X = NullableArray(rand(N))
Y = NullableArray(rand(N))
Xn = NullableArray(rand(N), rand(Bool, N))
Yn = NullableArray(rand(N), rand(Bool, N))

function tracedot_unsafe(X, Y)
    res = Nullable(0.0)
    for i in 1:length(X)
         res += @^ f(X[i], Y[i])
    end
    return res
end

function tracedot_safe1(X, Y)
    res = Nullable(0.0)
    for i in 1:length(X)
         res += @lift1 f(X[i], Y[i]) Float64
    end
    return res
end

function tracedot_safe2(X, Y)
    res = Nullable(0.0)
    for i in 1:length(X)
         res += @lift2 f(X[i], Y[i])
    end
    return res
end

tracedot_unsafe(X, Y)
tracedot_safe1(X, Y)
tracedot_safe2(X, Y)
tracedot_unsafe(Xn, Yn)
tracedot_safe1(Xn, Yn)
tracedot_safe2(Xn, Yn)

@time(tracedot_unsafe(X, Y))
@time(tracedot_safe1(X, Y))
@time(tracedot_safe2(X, Y))
@time(tracedot_unsafe(Xn, Yn))
@time(tracedot_safe1(Xn, Yn))
@time(tracedot_safe2(Xn, Yn))

yields times

julia> include("/Users/David/.julia/v0.4/NullableArrays/src/lift.jl")
  25.452 milliseconds (5 allocations: 176 bytes) # @^, no null entries
  29.641 milliseconds (5 allocations: 176 bytes) # @lift1, no null entries
  31.367 milliseconds (5 allocations: 176 bytes) # @lift2, no null entries
  66.856 milliseconds (5 allocations: 176 bytes) # @^, approx half random null entries
  50.772 milliseconds (5 allocations: 176 bytes) # @lift1, approx half random null entries
  70.085 milliseconds (5 allocations: 176 bytes) # @lift2, approx half random null entries

Those times are fairly consistent across trials. The two "safe" macros can sometimes be used on isbits-false Nullable types:

A = NullableArray([ rand(10) for i in 1:10 ], rand(Bool, 10))
B = NullableArray([ rand(5_000) for i in 1:10_000 ], rand(Bool, 10_000))

function trace_means(A)
    x = Nullable(0.0)
    for i in 1:length(A)
        x += @lift1 mean(A[i]) Float64
    end
    return x
end

trace_means(A)
@time(trace_means(B))

julia> include("/Users/David/.julia/v0.4/NullableArrays/src/lift.jl")
  75.190 milliseconds (40123 allocations: 1175 KB)
Nullable{Float64}()

I say "sometimes" because whether or not @lift2 is actually safe will depend on the which notion of "type-stability" is applicable to the given situation. Since mean takes an Array and gives a Float64, using @lift2 would not be appropriate in this situation.

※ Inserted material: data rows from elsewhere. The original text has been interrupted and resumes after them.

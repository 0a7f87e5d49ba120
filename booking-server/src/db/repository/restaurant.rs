//! Restaurant Repository
//!
//! The catalog is seeded by the scheduling pipeline; the booking core only
//! reads display fields from it.

use sqlx::SqlitePool;
use uuid::Uuid;

use super::RepoResult;

#[derive(Clone)]
pub struct RestaurantRepository {
    pool: SqlitePool,
}

impl RestaurantRepository {
    pub fn new(pool: SqlitePool) -> Self {
        Self { pool }
    }

    /// Restaurant display name, if the restaurant exists
    pub async fn find_name(&self, restaurant_id: Uuid) -> RepoResult<Option<String>> {
        let name: Option<String> =
            sqlx::query_scalar("SELECT name FROM restaurants WHERE restaurant_id = ?")
                .bind(restaurant_id)
                .fetch_optional(&self.pool)
                .await?;
        Ok(name)
    }
}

I'd like to offer @^ as the "main" lifting macro since it's syntactically lightweight, but I think it should be given one of the safe implementations. Here we can observe another interesting tradeoffs: @lift2 requires fewer arguments but is also less flexible than @lift1. Or, perhaps we oughtn't to advertise a single lifting macro as the "go-to" macro, but rather promote two or three lifting macros and give thorough explanations of the different situations for which each is especially suited. Supplying a type annotation with @lift1 may not even be so bad with the use of well-defined typealiases.

Of course, when functions are overhauled, we may then have the resources actually to provide a single lifting macro that is sufficiently flexible and safe to cover the majority of end user cases. Or, perhaps by that time there will be other means for universally quantifying over Nullable arguments. I've intended the foregoing to be more of a proof-of concept that simple call-site lifts have the potential to be (mostly) safe and performant, and perhaps provide some useful precedents for the future time when folks consider integrating lifting behavior into Julia Base.

Finally, if type annotations could be supplied easily and without cluttering code, then the tradeoff between safety and usability may become less of a tradeoff than we currently see it. In particular, it's possible that the user-end coding behaviors that make code dealing with Nullables safe actually overlap with the behaviors that make such code fast. Perhaps, then, users will not mind an API that requires them to work a bit harder to ensure their code is null-safe if doing so also nudges them to write more performant code the first time around. "Safe code is fast code."